[Bioperl-l] Re: UniGene modules and Bio::Cluster

Sun, 5 May 2002 23:34:14 -0400 (EDT)

On Mon, 6 May 2002, Andrew Macgregor wrote:

> Hi Allen,
>
> Allen Day wrote:
>
> >> 1. rename UniGeneIO.pm --> IO.pm
> >
> > By convention of SeqIO, I think it should be called unigene (note
> > lowercase), and should be under ClusterIO.  Have a look at how the
> > SeqIO::game classes are laid out.  So I think it should go something like:
> >
> > Bio/
> >
> > Cluster/
> > ...
> > ClusterIO.pm
> > ClusterIO/
> > unigene.pm
> > ungene/
> > ...
>
> I'll put it in  lowercase (like the format module is) the mixed case has
> been used because it is called UniGene by NCBI.

This reason we made it lowercase was for consistency so that we could load
the appropriate format module in (see the eval { require ... } in
SeqIO/TreeIO/SearchIO classes).

>
> It does seem looking around bioperl that the IO.pm method of Variation is
> less common than putting a ClusterIO.pm at the top level then format modules
> in a directory like SeqIO.pm and SeqIO. If I change the UniGeneIO.pm to be
> ClusterIO.pm at the top level I'll just need the format module in the
> ClusterIO directory.
>
The difference in styles is due to different preferences by the various
developers - I have a slight preference of ClusterIO over Cluster::IO but
there really is no difference.

> So then for other clusters only a format module should need to be written,
> is that right? My layout then would be:
>
> Bio/
> |   ClusterIO.pm
> |   ClusterIO/
>     |   unigene.pm
>
> |   Cluster/
> ...
>
> >I'd like a next_component() method that can be
> Can you show  me how that would be done? Are there examples of similar
> things elsewhere in bioperl?
>
Hang on - ClusterIO is the parser.  It is only going to have 1 or
2 methods - next_cluster() and possibly write_cluster() which produce
or consume respectively, Bio::Cluster::ClusterI compliant objects.

I realize it is hard to properly abstract out the generic methods from a
cluster object because you don't have a second cluster system to compare
to.   But I would imagine that ClusterI would have the following methods

primary_id()    unique id number
name()  unique name
overall_description() the common description
length() length of the cluster

At some point when we get the assembly objects going we will probably want
the clusterI to inherit from some part of the Assembly objects since
these clusters represent an assembly of sorts - so some methods
for accessing where overlaps start/end, etc would need to get put in.

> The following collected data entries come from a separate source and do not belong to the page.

//! End-of-wave scoring.

use serde::{Deserialize, Serialize};

use crate::events::WaveResult;
use crate::simulation::RunState;

/// Points per kill.
pub const KILL_POINTS: i64 = 10;
/// Points per completed word.
pub const WORD_POINTS: i64 = 3;
/// Points per word of the best combo.
pub const COMBO_POINTS: i64 = 2;
/// Flat bonus for winning the wave.
pub const VICTORY_BONUS: i64 = 50;
/// Points lost per miss.
pub const MISS_PENALTY_POINTS: i64 = 2;
/// Points lost per castle HP lost to enemies.
pub const DAMAGE_PENALTY_POINTS: i64 = 5;

/// Statistics and score of one wave.
#[derive(Debug, Clone, Copy, PartialEq, Eq, Serialize, Deserialize)]
pub struct RunSummary {
    /// Terminal outcome, `None` if the wave was cut short.
    pub result: Option<WaveResult>,
    /// Enemies killed.
    pub kills: u32,
    /// Words completed.
    pub words_typed: u32,
    /// Characters typed.
    pub keystrokes: u32,
    /// Characters that matched nothing.
    pub misses: u32,
    /// Castle HP lost to enemies reaching the base.
    pub damage_taken: u32,
    /// Longest run of words without a miss.
    pub best_combo: u32,
    /// Share of keystrokes that were correct, in percent.
    pub accuracy_pct: u32,
    /// Gold credited.
    pub gold_earned: u32,
    /// Final score, never negative.
    pub score: u32,
}

impl RunSummary {
    /// Summarize a run state.
    #[must_use]
    pub fn from_state(state: &RunState) -> Self {
        let c = &state.counters;
        let accuracy_pct = if c.keystrokes == 0 {
            100
        } else {
            (u64::from(c.keystrokes.saturating_sub(c.misses)) * 100 / u64::from(c.keystrokes)) as u32
        };

        let mut score = i64::from(c.kills) * KILL_POINTS
            + i64::from(c.words_typed) * WORD_POINTS
            + i64::from(c.best_combo) * COMBO_POINTS
            - i64::from(c.misses) * MISS_PENALTY_POINTS
            - i64::from(c.damage_taken) * DAMAGE_PENALTY_POINTS;
        if state.result == Some(WaveResult::Victory) {
            score += VICTORY_BONUS;
        }

        Self {
            result: state.result,
            kills: c.kills,
            words_typed: c.words_typed,
            keystrokes: c.keystrokes,
            misses: c.misses,
            damage_taken: c.damage_taken,
            best_combo: c.best_combo,
            accuracy_pct,
            gold_earned: c.gold_earned,
            score: u32::try_from(score.max(0)).unwrap_or(u32::MAX),
        }
    }
}

#[cfg(test)]
mod tests {
    use super::*;
    use crate::config::WaveConfig;
    use crate::data::Catalog;
    use crate::enemy::EnemyKind;
    use crate::math::Fixed;
    use crate::simulation::Simulation;

    #[test]
    fn test_clean_victory_score() {
        let mut sim = Simulation::new(Catalog::builtin().shared(), 4);
        sim.start_wave(WaveConfig {
            roster_override: Some(Vec::new()),
            ..WaveConfig::default()
        });
        sim.spawn_enemy(EnemyKind::Scout, "ember", None);
        sim.step(Fixed::ZERO, "ember");

        let summary = sim.finalize();
        assert_eq!(summary.result, Some(WaveResult::Victory));
        assert_eq!(summary.accuracy_pct, 100);
        assert_eq!(summary.keystrokes, 5);
        assert_eq!(summary.gold_earned, 3);
        // kill 10 + word 3 + combo 2 + victory 50
        assert_eq!(summary.score, 65);
    }

    #[test]
    fn test_misses_lower_accuracy_and_score() {
        let mut sim = Simulation::new(Catalog::builtin().shared(), 4);
        sim.start_wave(WaveConfig {
            roster_override: Some(Vec::new()),
            practice: true,
            ..WaveConfig::default()
        });
        sim.spawn_enemy(EnemyKind::Scout, "ember", None);
        sim.step(Fixed::ZERO, "xxxember");

        let summary = sim.finalize();
        assert_eq!(summary.misses, 3);
        assert_eq!(summary.keystrokes, 8);
        assert_eq!(summary.accuracy_pct, 62);
        assert_eq!(summary.best_combo, 1);
        assert_eq!(summary.score, 65 - 6);
    }

    #[test]
    fn test_accuracy_with_huge_counts() {
        let sim = Simulation::new(Catalog::builtin().shared(), 4);
        let mut state = sim.state().clone();
        state.counters.keystrokes = u32::MAX;
        state.counters.misses = u32::MAX / 2;
        assert_eq!(RunSummary::from_state(&state).accuracy_pct, 50);
    }

    #[test]
    fn test_score_never_negative() {
        let mut sim = Simulation::new(Catalog::builtin().shared(), 4);
        sim.start_wave(WaveConfig {
            roster_override: Some(Vec::new()),
            practice: true,
            ..WaveConfig::default()
        });
        sim.spawn_enemy(EnemyKind::Scout, "ember", None);
        sim.step(Fixed::ZERO, "qqqqqqqqqq");

        let summary = sim.finalize();
        assert_eq!(summary.result, None);
        assert_eq!(summary.accuracy_pct, 0);
        assert_eq!(summary.score, 0);
    }

    #[test]
    fn test_idle_summary() {
        let sim = Simulation::new(Catalog::builtin().shared(), 4);
        let summary = sim.finalize();
        assert_eq!(summary.accuracy_pct, 100);
        assert_eq!(summary.score, 0);
    }
}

The ClusterI object would inherit from Bio::Annotation::CollectionI so
that you could attatch bibliographic and generic annotation to the them
(like the list of all the annotations for the individual cDNAs, ESTs,
etc).

each_seq_name() - names of all the sequences in the cluster
each_seq_acc()  - accessions of all the sequences in the cluster

I'm sure there are more things, this is just off the top of my head w/o
looking at an unigene file very closely.  Specific things like unigene_id
would be part of a specific Bio::Cluster::Unigene object, but the Unigene
object might alias the primary_id() method to unigene_id().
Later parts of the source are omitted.